When I look back at the past year, I feel pleased with accomplishments in my relationships, my academics, and my personal growth.
- I have spent a great deal of time on introspection regarding my personal life, my future professional life, and my values at this time in my life in an effort to guide myself in a direction after graduation. It has not led me to an answer so far, but it has led me to speak with new people and form new friendships and think in new ways as a result of my willingness to reach out and do one thing that I love – connecting with others.
- My health has continued to be a focus as I fluctuate in exercise motivation, green smoothie inspiration, and periods of moderate sleep deprivation. While I am not always in a physically balanced place, I have been thoughtful about my health a great deal and have enjoyed engaging with it in different ways.

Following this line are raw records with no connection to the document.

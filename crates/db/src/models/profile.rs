//! User profile model. Identities are issued externally; profiles carry the
//! role and client association used for authorization.

use serde::{Deserialize, Serialize};
use slf_core::types::{DbId, Timestamp};
use sqlx::FromRow;

/// A row from the `profiles` table.
#[derive(Debug, Clone, FromRow, Serialize)]
pub struct Profile {
    pub id: DbId,
    pub full_name: String,
    pub email: String,
    pub role: String,
    pub specialization: Option<String>,
    pub client_id: Option<DbId>,
    pub created_at: Timestamp,
    pub updated_at: Timestamp,
}

/// DTO used when provisioning a profile for an external identity.
#[derive(Debug, Clone, Deserialize)]
pub struct CreateProfile {
    pub full_name: String,
    pub email: String,
    pub role: String,
    pub specialization: Option<String>,
    pub client_id: Option<DbId>,
}
//! Public lookup routes. No authentication required.

use axum::routing::{get, post};
use axum::Router;

use crate::handlers::lookups;
use crate::state::AppState;

/// Status vocabularies, merged into `/statuses`.
///
/// ```text
/// GET    /projects                  list_project_statuses
/// GET    /projects/{status}         get_project_status
/// GET    /documents                 list_document_statuses
/// GET    /documents/{status}        get_document_status
/// ```
pub fn statuses_router() -> Router<AppState> {
    Router::new()
        .route("/projects", get(lookups::list_project_statuses))
        .route("/projects/{status}", get(lookups::get_project_status))
        .route("/documents", get(lookups::list_document_statuses))
        .route("/documents/{status}", get(lookups::get_document_status))
}

/// Team-leader transition table, merged into `/workflow`.
///
/// ```text
/// GET    /next-allowed/{status}     next_allowed
/// ```
pub fn workflow_router() -> Router<AppState> {
    Router::new().route("/next-allowed/{status}", get(lookups::next_allowed))
}

/// Creation wizard helpers, merged into `/wizard`.
///
/// ```text
/// POST   /validate                  validate_wizard_step
/// GET    /phase-defaults            phase_defaults
/// ```
pub fn wizard_router() -> Router<AppState> {
    Router::new()
        .route("/validate", post(lookups::validate_wizard_step))
        .route("/phase-defaults", get(lookups::phase_defaults))
}
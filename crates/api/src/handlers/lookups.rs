//! Public lookup endpoints: status vocabularies, the team-leader transition
//! table, and wizard validation.
//!
//! These need no authentication; they carry no project data and let the UI
//! render badges, buttons and step errors from the same rules the server
//! enforces.

use axum::extract::Path;
use axum::Json;
use serde::{Deserialize, Serialize};
use slf_core::document::{document_status_info, DocumentStatus};
use slf_core::error::FieldErrors;
use slf_core::phases::{Phase, PhaseDurations, MAX_PHASE_DAYS, MIN_PHASE_DAYS};
use slf_core::project_status::{status_info, ProjectStatus, StatusInfo};
use slf_core::wizard::{validate, validate_step_transition, ProjectForm, WizardStep};
use slf_core::workflow;

use crate::error::AppResult;
use crate::response::DataResponse;

// ---------------------------------------------------------------------------
// Status vocabularies
// ---------------------------------------------------------------------------

/// A project status with the statuses it may move to.
#[derive(Debug, Serialize)]
pub struct ProjectStatusEntry {
    #[serde(flatten)]
    pub info: StatusInfo,
    pub allowed_next: Vec<&'static str>,
}

fn project_status_entry(status: &str) -> ProjectStatusEntry {
    let allowed_next = ProjectStatus::from_str_db(status)
        .map(|s| s.allowed_next().into_iter().map(ProjectStatus::as_str).collect())
        .unwrap_or_default();
    ProjectStatusEntry {
        info: status_info(status),
        allowed_next,
    }
}

/// GET /api/v1/statuses/projects
pub async fn list_project_statuses() -> Json<DataResponse<Vec<ProjectStatusEntry>>> {
    let data = ProjectStatus::ALL
        .iter()
        .map(|s| project_status_entry(s.as_str()))
        .collect();
    Json(DataResponse { data })
}

/// GET /api/v1/statuses/projects/{status}
///
/// Unknown statuses are not an error: they come back with the raw string
/// as label, the neutral color, progress 0 and `known: false`.
pub async fn get_project_status(
    Path(status): Path<String>,
) -> Json<DataResponse<ProjectStatusEntry>> {
    Json(DataResponse {
        data: project_status_entry(&status),
    })
}

/// GET /api/v1/statuses/documents
pub async fn list_document_statuses() -> Json<DataResponse<Vec<StatusInfo>>> {
    let data = DocumentStatus::ALL.iter().map(|s| s.info()).collect();
    Json(DataResponse { data })
}

/// GET /api/v1/statuses/documents/{status}
pub async fn get_document_status(Path(status): Path<String>) -> Json<DataResponse<StatusInfo>> {
    Json(DataResponse {
        data: document_status_info(&status),
    })
}

// ---------------------------------------------------------------------------
// Team-leader transition table
// ---------------------------------------------------------------------------

#[derive(Debug, Serialize)]
pub struct NextAllowedResponse {
    pub status: String,
    pub next_allowed: Vec<&'static str>,
}

/// GET /api/v1/workflow/next-allowed/{status}
///
/// Terminal and unlisted statuses return an empty list.
pub async fn next_allowed(Path(status): Path<String>) -> Json<DataResponse<NextAllowedResponse>> {
    let next_allowed = workflow::next_allowed(&status);
    Json(DataResponse {
        data: NextAllowedResponse {
            status,
            next_allowed,
        },
    })
}

// ---------------------------------------------------------------------------
// Wizard
// ---------------------------------------------------------------------------

/// Request body for `POST /wizard/validate`.
#[derive(Debug, Deserialize)]
pub struct WizardValidateRequest {
    #[serde(default)]
    pub form: ProjectForm,
    /// 0-based index of the step being checked.
    pub step: u8,
    /// When set, also check whether the wizard may move to this step.
    pub next_step: Option<u8>,
}

#[derive(Debug, Serialize)]
pub struct StepMove {
    pub to_step: u8,
    pub allowed: bool,
    #[serde(skip_serializing_if = "Option::is_none")]
    pub reason: Option<String>,
}

#[derive(Debug, Serialize)]
pub struct WizardValidateResponse {
    pub step: u8,
    pub label: &'static str,
    pub valid: bool,
    pub errors: FieldErrors,
    #[serde(skip_serializing_if = "Option::is_none")]
    pub transition: Option<StepMove>,
}

/// POST /api/v1/wizard/validate
pub async fn validate_wizard_step(
    Json(input): Json<WizardValidateRequest>,
) -> AppResult<Json<DataResponse<WizardValidateResponse>>> {
    let step = WizardStep::from_index(input.step)?;
    let errors = validate(&input.form, step);

    let transition = match input.next_step {
        Some(idx) => {
            let next = WizardStep::from_index(idx)?;
            let result = validate_step_transition(&input.form, step, next);
            Some(StepMove {
                to_step: idx,
                allowed: result.is_ok(),
                reason: result.err().map(|e| e.to_string()),
            })
        }
        None => None,
    };

    Ok(Json(DataResponse {
        data: WizardValidateResponse {
            step: step.index(),
            label: step.label(),
            valid: errors.is_empty(),
            errors,
            transition,
        },
    }))
}

#[derive(Debug, Serialize)]
pub struct PhaseDefault {
    pub phase_number: i16,
    pub key: &'static str,
    pub name: &'static str,
    pub default_duration: i32,
}

#[derive(Debug, Serialize)]
pub struct PhaseDefaultsResponse {
    pub phases: Vec<PhaseDefault>,
    pub total_days: i32,
    pub min_days: i32,
    pub max_days: i32,
}

/// GET /api/v1/wizard/phase-defaults
pub async fn phase_defaults() -> Json<DataResponse<PhaseDefaultsResponse>> {
    let phases = Phase::ALL
        .iter()
        .map(|p| PhaseDefault {
            phase_number: p.number(),
            key: p.key(),
            name: p.name(),
            default_duration: p.default_duration(),
        })
        .collect();

    Json(DataResponse {
        data: PhaseDefaultsResponse {
            phases,
            total_days: PhaseDurations::default().total(),
            min_days: MIN_PHASE_DAYS,
            max_days: MAX_PHASE_DAYS,
        },
    })
}
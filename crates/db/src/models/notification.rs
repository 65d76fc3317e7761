//! In-app notification model.

use serde::Serialize;
use slf_core::types::{DbId, Timestamp};
use sqlx::FromRow;

/// A row from the `notifications` table.
#[derive(Debug, Clone, FromRow, Serialize)]
pub struct Notification {
    pub id: DbId,
    pub recipient_id: DbId,
    pub sender_id: Option<DbId>,
    #[sqlx(rename = "type")]
    #[serde(rename = "type")]
    pub notification_type: String,
    pub message: String,
    pub project_id: Option<DbId>,
    pub is_read: bool,
    pub read_at: Option<Timestamp>,
    pub created_at: Timestamp,
}

#[derive(Debug, Clone)]
pub struct CreateNotification {
    pub recipient_id: DbId,
    pub sender_id: Option<DbId>,
    pub notification_type: String,
    pub message: String,
    pub project_id: Option<DbId>,
}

- For almost one entire year I maintained a long-distance friendship! I think this resulted from the point in my life that G made her way across the globe – I’ve reached a point of personal development where I could manage that sort of geographical distance in a relationship.
- Opportunities to step outside of my comfort zone presented themselves, then disappeared, then were taken up and taken away, and eventually left me living away from home (if only a short distance) for the first time this summer, and I feel that decision has made me appreciate home in a new way while also offering me an unforgettable summer so far. My new job and new friends (along with a handful of oldies) are a big part of that. Dancing like my life depends on it every couple of weeks has also been surprisingly rejuvenating.
- My new studies in gender, race, sexuality and social justice at school have refined and informed many values and passions I had before but did not have words or literature to use in tandem with them. While it has been challenging at times, I have thoroughly enjoyed being able to partake in aspects of the GRSJ culture at my school and using that education to inform other parts of my life that I feel are bettered as a result.
- I lost two figures in my life that are incredibly painful to be without now, but I’m glad they went together and that whatever discomforts they were experiencing are gone now. They are missed immensely, but the sadness I feel reminds me that I do feel, and that these lows will contrast future highs and make them all the better.